My husband ran over a prairie dog while driving to the reservoir today, towing my boat on the trailer.
When I say “ran over,” I mean he really nailed it. Not a glancing blow, or just running over a tail. We had noticed smushed PDs all over the road, as if they were running out of a field that was being sprayed with pesticides or herbicides. And PDs are notoriously dumb around cars in the first place.
Bottom line: Judging by the substantial, full-on THUD when he hit it, we knew it was dead.
But it wasn’t till we parked the vehicle and I got out to unstrap the boat that the, er, full impact became clear. He must’ve flattened that PD and exploded it. Blood spray, bits of (ICK) PD flesh and what appeared to be grit (bone bits?) had splattered the trailer, the wheels, the straps, the foam blocks, and the boat. It STANK, too—not unsurprisingly of blood baking in the hot sun, but also of smelly flesh. No wonder those things aren’t hunted for meat. Not to mention bubonic plague.
Some of the grossness got superficially rinsed off with water from a bottle, plus of course my paddling, but the rest I had to hose off at home later, twice. The smell persisted longer than I expected.
The straps I washed off right at the paddle venue’s outdoor spigot and later I soaked them in dish detergent solution. They’re OK now.

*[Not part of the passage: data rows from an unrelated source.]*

//! Value type definitions for Strata.
//!
//! This module defines the `Value` enum which represents any value that can be
//! stored in a table cell or produced by an expression.

use crate::error::{Error, Result};
use crate::temporal::{self, MICROS_PER_DAY};
use crate::types::DataType;
use alloc::string::{String, ToString};
use core::cmp::Ordering;
use core::fmt;
use core::hash::{Hash, Hasher};

/// A value that can be stored in a database cell.
#[derive(Clone, Debug)]
pub enum Value {
    /// Null value
    Null,
    /// Boolean value
    Boolean(bool),
    /// 32-bit signed integer
    Int32(i32),
    /// 64-bit signed integer
    Int64(i64),
    /// 64-bit floating point
    Float64(f64),
    /// UTF-8 text
    Text(String),
    /// Days since 1970-01-01
    Date(i32),
    /// Microseconds since 1970-01-01 00:00:00
    Timestamp(i64),
}

impl Value {
    /// Returns the data type of this value, or None if it's Null.
    pub fn data_type(&self) -> Option<DataType> {
        match self {
            Value::Null => None,
            Value::Boolean(_) => Some(DataType::Boolean),
            Value::Int32(_) => Some(DataType::Int32),
            Value::Int64(_) => Some(DataType::Int64),
            Value::Float64(_) => Some(DataType::Float64),
            Value::Text(_) => Some(DataType::Text),
            Value::Date(_) => Some(DataType::Date),
            Value::Timestamp(_) => Some(DataType::Timestamp),
        }
    }

    /// Returns true if this value is Null.
    #[inline]
    pub fn is_null(&self) -> bool {
        matches!(self, Value::Null)
    }

    /// Returns the boolean value if this is a Boolean, None otherwise.
    pub fn as_bool(&self) -> Option<bool> {
        match self {
            Value::Boolean(v) => Some(*v),
            _ => None,
        }
    }

    /// Returns the value widened to i64 if this is an integer.
    pub fn as_i64(&self) -> Option<i64> {
        match self {
            Value::Int32(v) => Some(*v as i64),
            Value::Int64(v) => Some(*v),
            _ => None,
        }
    }

    /// Returns the value as f64 if this is any numeric type.
    pub fn as_f64(&self) -> Option<f64> {
        match self {
            Value::Int32(v) => Some(*v as f64),
            Value::Int64(v) => Some(*v as f64),
            Value::Float64(v) => Some(*v),
            _ => None,
        }
    }

    /// Returns a reference to the text if this is Text, None otherwise.
    pub fn as_str(&self) -> Option<&str> {
        match self {
            Value::Text(v) => Some(v.as_str()),
            _ => None,
        }
    }

    /// Returns the value as microseconds since the epoch if it is temporal.
    pub fn as_timestamp(&self) -> Option<i64> {
        match self {
            Value::Date(d) => Some(*d as i64 * MICROS_PER_DAY),
            Value::Timestamp(t) => Some(*t),
            _ => None,
        }
    }

    /// Converts this value to `target`, following SQL cast rules.
    ///
    /// Null casts to Null for every target.
    pub fn cast_to(&self, target: DataType) -> Result<Value> {
        if self.data_type() == Some(target) || self.is_null() {
            return Ok(self.clone());
        }
        match (self, target) {
            (_, DataType::Text) => Ok(Value::Text(self.to_string())),

            (Value::Int32(v), DataType::Int64) => Ok(Value::Int64(*v as i64)),
            (Value::Int64(v), DataType::Int32) => i32::try_from(*v)
                .map(Value::Int32)
                .map_err(|_| Error::overflow("integer")),
            (Value::Int32(v), DataType::Float64) => Ok(Value::Float64(*v as f64)),
            (Value::Int64(v), DataType::Float64) => Ok(Value::Float64(*v as f64)),
            (Value::Float64(v), DataType::Int32) => {
                let r = libm::round(*v);
                if r.is_nan() || r < i32::MIN as f64 || r > i32::MAX as f64 {
                    Err(Error::overflow("integer"))
                } else {
                    Ok(Value::Int32(r as i32))
                }
            }
            (Value::Float64(v), DataType::Int64) => {
                let r = libm::round(*v);
                if r.is_nan() || r < i64::MIN as f64 || r >= i64::MAX as f64 {
                    Err(Error::overflow("bigint"))
                } else {
                    Ok(Value::Int64(r as i64))
                }
            }
            (Value::Boolean(b), DataType::Int32) => Ok(Value::Int32(*b as i32)),
            (Value::Boolean(b), DataType::Int64) => Ok(Value::Int64(*b as i64)),
            (Value::Int32(v), DataType::Boolean) => Ok(Value::Boolean(*v != 0)),
            (Value::Int64(v), DataType::Boolean) => Ok(Value::Boolean(*v != 0)),

            (Value::Text(s), DataType::Boolean) => {
                match s.trim().to_ascii_lowercase().as_str() {
                    "t" | "true" | "y" | "yes" | "on" | "1" => Ok(Value::Boolean(true)),
                    "f" | "false" | "n" | "no" | "off" | "0" => Ok(Value::Boolean(false)),
                    _ => Err(Error::invalid_cast(target, s.as_str())),
                }
            }
            (Value::Text(s), DataType::Int32) => s
                .trim()
                .parse::<i32>()
                .map(Value::Int32)
                .map_err(|_| Error::invalid_cast(target, s.as_str())),
            (Value::Text(s), DataType::Int64) => s
                .trim()
                .parse::<i64>()
                .map(Value::Int64)
                .map_err(|_| Error::invalid_cast(target, s.as_str())),
            (Value::Text(s), DataType::Float64) => s
                .trim()
                .parse::<f64>()
                .map(Value::Float64)
                .map_err(|_| Error::invalid_cast(target, s.as_str())),
            (Value::Text(s), DataType::Date) => temporal::parse_date(s)
                .map(Value::Date)
                .ok_or_else(|| Error::invalid_cast(target, s.as_str())),
            (Value::Text(s), DataType::Timestamp) => temporal::parse_timestamp(s)
                .map(Value::Timestamp)
                .ok_or_else(|| Error::invalid_cast(target, s.as_str())),

            (Value::Date(d), DataType::Timestamp) => Ok(Value::Timestamp(*d as i64 * MICROS_PER_DAY)),
            (Value::Timestamp(t), DataType::Date) => {
                let days = t.div_euclid(MICROS_PER_DAY);
                i32::try_from(days)
                    .map(Value::Date)
                    .map_err(|_| Error::overflow("date"))
            }

            (other, _) => Err(Error::type_mismatch(
                target,
                other.data_type().unwrap_or(target),
            )),
        }
    }

    /// SQL comparison: `None` when either side is Null or the types do not compare.
    pub fn sql_cmp(&self, other: &Value) -> Option<Ordering> {
        match (self, other) {
            (Value::Null, _) | (_, Value::Null) => None,
            (Value::Boolean(a), Value::Boolean(b)) => Some(a.cmp(b)),
            (Value::Text(a), Value::Text(b)) => Some(a.as_str().cmp(b.as_str())),
            (Value::Date(a), Value::Date(b)) => Some(a.cmp(b)),
            (a, b) if a.is_temporal() && b.is_temporal() => {
                Some(a.as_timestamp()?.cmp(&b.as_timestamp()?))
            }
            (a, b) => match (a.as_i64(), b.as_i64()) {
                (Some(x), Some(y)) => Some(x.cmp(&y)),
                _ => {
                    let (x, y) = (a.as_f64()?, b.as_f64()?);
                    Some(compare_f64(x, y))
                }
            },
        }
    }

    /// SQL equality with three-valued logic (`None` means unknown).
    pub fn sql_eq(&self, other: &Value) -> Option<bool> {
        self.sql_cmp(other).map(|o| o == Ordering::Equal)
    }

    fn is_temporal(&self) -> bool {
        matches!(self, Value::Date(_) | Value::Timestamp(_))
    }

    /// Returns a type ordering value for comparing different types.
    fn type_order(&self) -> u8 {
        match self {
            Value::Null => 0,
            Value::Boolean(_) => 1,
            Value::Int32(_) | Value::Int64(_) | Value::Float64(_) => 2,
            Value::Text(_) => 3,
            Value::Date(_) | Value::Timestamp(_) => 4,
        }
    }
}

/// Total order on floats: NaN sorts above every other value.
#[inline]
pub fn compare_f64(a: f64, b: f64) -> Ordering {
    match (a.is_nan(), b.is_nan()) {
        (true, true) => Ordering::Equal,
        (true, false) => Ordering::Greater,
        (false, true) => Ordering::Less,
        (false, false) => a.partial_cmp(&b).unwrap_or(Ordering::Equal),
    }
}

impl PartialEq for Value {
    fn eq(&self, other: &Self) -> bool {
        match (self, other) {
            (Value::Null, Value::Null) => true,
            (Value::Boolean(a), Value::Boolean(b)) => a == b,
            (Value::Int32(a), Value::Int32(b)) => a == b,
            (Value::Int64(a), Value::Int64(b)) => a == b,
            (Value::Float64(a), Value::Float64(b)) => {
                // NaN equals itself so values can key hash sets
                if a.is_nan() && b.is_nan() {
                    true
                } else {
                    a == b
                }
            }
            (Value::Text(a), Value::Text(b)) => a == b,
            (Value::Date(a), Value::Date(b)) => a == b,
            (Value::Timestamp(a), Value::Timestamp(b)) => a == b,
            _ => false,
        }
    }
}

impl Eq for Value {}

impl Hash for Value {
    fn hash<H: Hasher>(&self, state: &mut H) {
        core::mem::discriminant(self).hash(state);
        match self {
            Value::Null => {}
            Value::Boolean(b) => b.hash(state),
            Value::Int32(i) => i.hash(state),
            Value::Int64(i) => i.hash(state),
            Value::Float64(f) => {
                if f.is_nan() {
                    f64::NAN.to_bits().hash(state)
                } else if *f == 0.0 {
                    0u64.hash(state)
                } else {
                    f.to_bits().hash(state)
                }
            }
            Value::Text(s) => s.hash(state),
            Value::Date(d) => d.hash(state),
            Value::Timestamp(t) => t.hash(state),
        }
    }
}

impl PartialOrd for Value {
    fn partial_cmp(&self, other: &Self) -> Option<Ordering> {
        Some(self.cmp(other))
    }
}

impl Ord for Value {
    /// Total order used by indexes and sorting: Null first, numerics compared
    /// across widths, otherwise by type.
    fn cmp(&self, other: &Self) -> Ordering {
        match (self, other) {
            (Value::Null, Value::Null) => Ordering::Equal,
            (Value::Null, _) => Ordering::Less,
            (_, Value::Null) => Ordering::Greater,
            _ => match self.sql_cmp(other) {
                Some(ordering) => ordering,
                None => self.type_order().cmp(&other.type_order()),
            },
        }
    }
}

impl fmt::Display for Value {
    fn fmt(&self, f: &mut fmt::Formatter<'_>) -> fmt::Result {
        match self {
            Value::Null => f.write_str("NULL"),
            Value::Boolean(b) => f.write_str(if *b { "true" } else { "false" }),
            Value::Int32(v) => write!(f, "{}", v),
            Value::Int64(v) => write!(f, "{}", v),
            Value::Float64(v) => {
                if v.is_nan() {
                    f.write_str("NaN")
                } else if v.is_infinite() {
                    f.write_str(if *v > 0.0 { "Infinity" } else { "-Infinity" })
                } else {
                    write!(f, "{}", v)
                }
            }
            Value::Text(s) => f.write_str(s),
            Value::Date(d) => f.write_str(&temporal::format_date(*d)),
            Value::Timestamp(t) => f.write_str(&temporal::format_timestamp(*t)),
        }
    }
}

impl From<bool> for Value {
    fn from(v: bool) -> Self {
        Value::Boolean(v)
    }
}

impl From<i32> for Value {
    fn from(v: i32) -> Self {
        Value::Int32(v)
    }
}

impl From<i64> for Value {
    fn from(v: i64) -> Self {
        Value::Int64(v)
    }
}

impl From<f64> for Value {
    fn from(v: f64) -> Self {
        Value::Float64(v)
    }
}

impl From<String> for Value {
    fn from(v: String) -> Self {
        Value::Text(v)
    }
}

impl From<&str> for Value {
    fn from(v: &str) -> Self {
        Value::Text(v.to_string())
    }
}

impl<T> From<Option<T>> for Value
where
    T: Into<Value>,
{
    fn from(v: Option<T>) -> Self {
        match v {
            Some(val) => val.into(),
            None => Value::Null,
        }
    }
}

#[cfg(test)]
mod tests {
    use super::*;

    #[test]
    fn test_value_type_check() {
        assert_eq!(Value::Int64(42).data_type(), Some(DataType::Int64));
        assert_eq!(Value::Null.data_type(), None);
        assert!(Value::Null.is_null());
    }

    #[test]
    fn test_value_ordering() {
        assert!(Value::Int32(1) < Value::Int32(2));
        assert!(Value::Int32(1) < Value::Int64(2));
        assert!(Value::Float64(1.5) > Value::Int64(1));
        assert!(Value::Text("a".into()) < Value::Text("b".into()));
        assert!(Value::Null < Value::Int32(0));
    }

    #[test]
    fn test_sql_cmp_null_is_unknown() {
        assert_eq!(Value::Null.sql_cmp(&Value::Int32(1)), None);
        assert_eq!(Value::Int32(1).sql_eq(&Value::Null), None);
        assert_eq!(Value::Int32(3).sql_eq(&Value::Int64(3)), Some(true));
        assert_eq!(Value::Text("a".into()).sql_cmp(&Value::Int32(1)), None);
    }

    #[test]
    fn test_cast_numeric() {
        assert_eq!(Value::Int32(7).cast_to(DataType::Int64).unwrap(), Value::Int64(7));
        assert_eq!(Value::Float64(2.5).cast_to(DataType::Int32).unwrap(), Value::Int32(3));
        assert_eq!(
            Value::Int64(i64::MAX).cast_to(DataType::Int32).unwrap_err().sqlstate(),
            "22003"
        );
    }

    #[test]
    fn test_cast_text() {
        assert_eq!(Value::Text(" 42 ".into()).cast_to(DataType::Int32).unwrap(), Value::Int32(42));
        assert_eq!(
            Value::Text("abc".into()).cast_to(DataType::Int32).unwrap_err().sqlstate(),
            "22P02"
        );
        assert_eq!(
            Value::Text("1970-01-03".into()).cast_to(DataType::Date).unwrap(),
            Value::Date(2)
        );
        assert_eq!(Value::Date(2).cast_to(DataType::Text).unwrap(), Value::Text("1970-01-03".into()));
        assert_eq!(Value::Null.cast_to(DataType::Int32).unwrap(), Value::Null);
    }

    #[test]
    fn test_display() {
        use alloc::string::ToString;
        assert_eq!(Value::Float64(3.0).to_string(), "3");
        assert_eq!(Value::Float64(2.5).to_string(), "2.5");
        assert_eq!(Value::Boolean(true).to_string(), "true");
        assert_eq!(Value::Null.to_string(), "NULL");
    }

    #[test]
    fn test_value_from_impls() {
        let v: Value = 42i32.into();
        assert_eq!(v, Value::Int32(42));
        let v: Value = Some(100i64).into();
        assert_eq!(v.as_i64(), Some(100));
        let v: Value = None::<i32>.into();
        assert!(v.is_null());
    }
}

The foam blocks, though, needed extra work. Washing them wasn’t enough. When they dried, I could still see the stains—not blood stains, but what must have been GREASE STAINS from the fatty little beast. To get rid of those, the same Gojo Orange gel I use for cleaning hands after oil changes did the trick.
This was the one time I would have preferred the boat been rooftopped instead of trailered. Lucky it wasn’t a skunk…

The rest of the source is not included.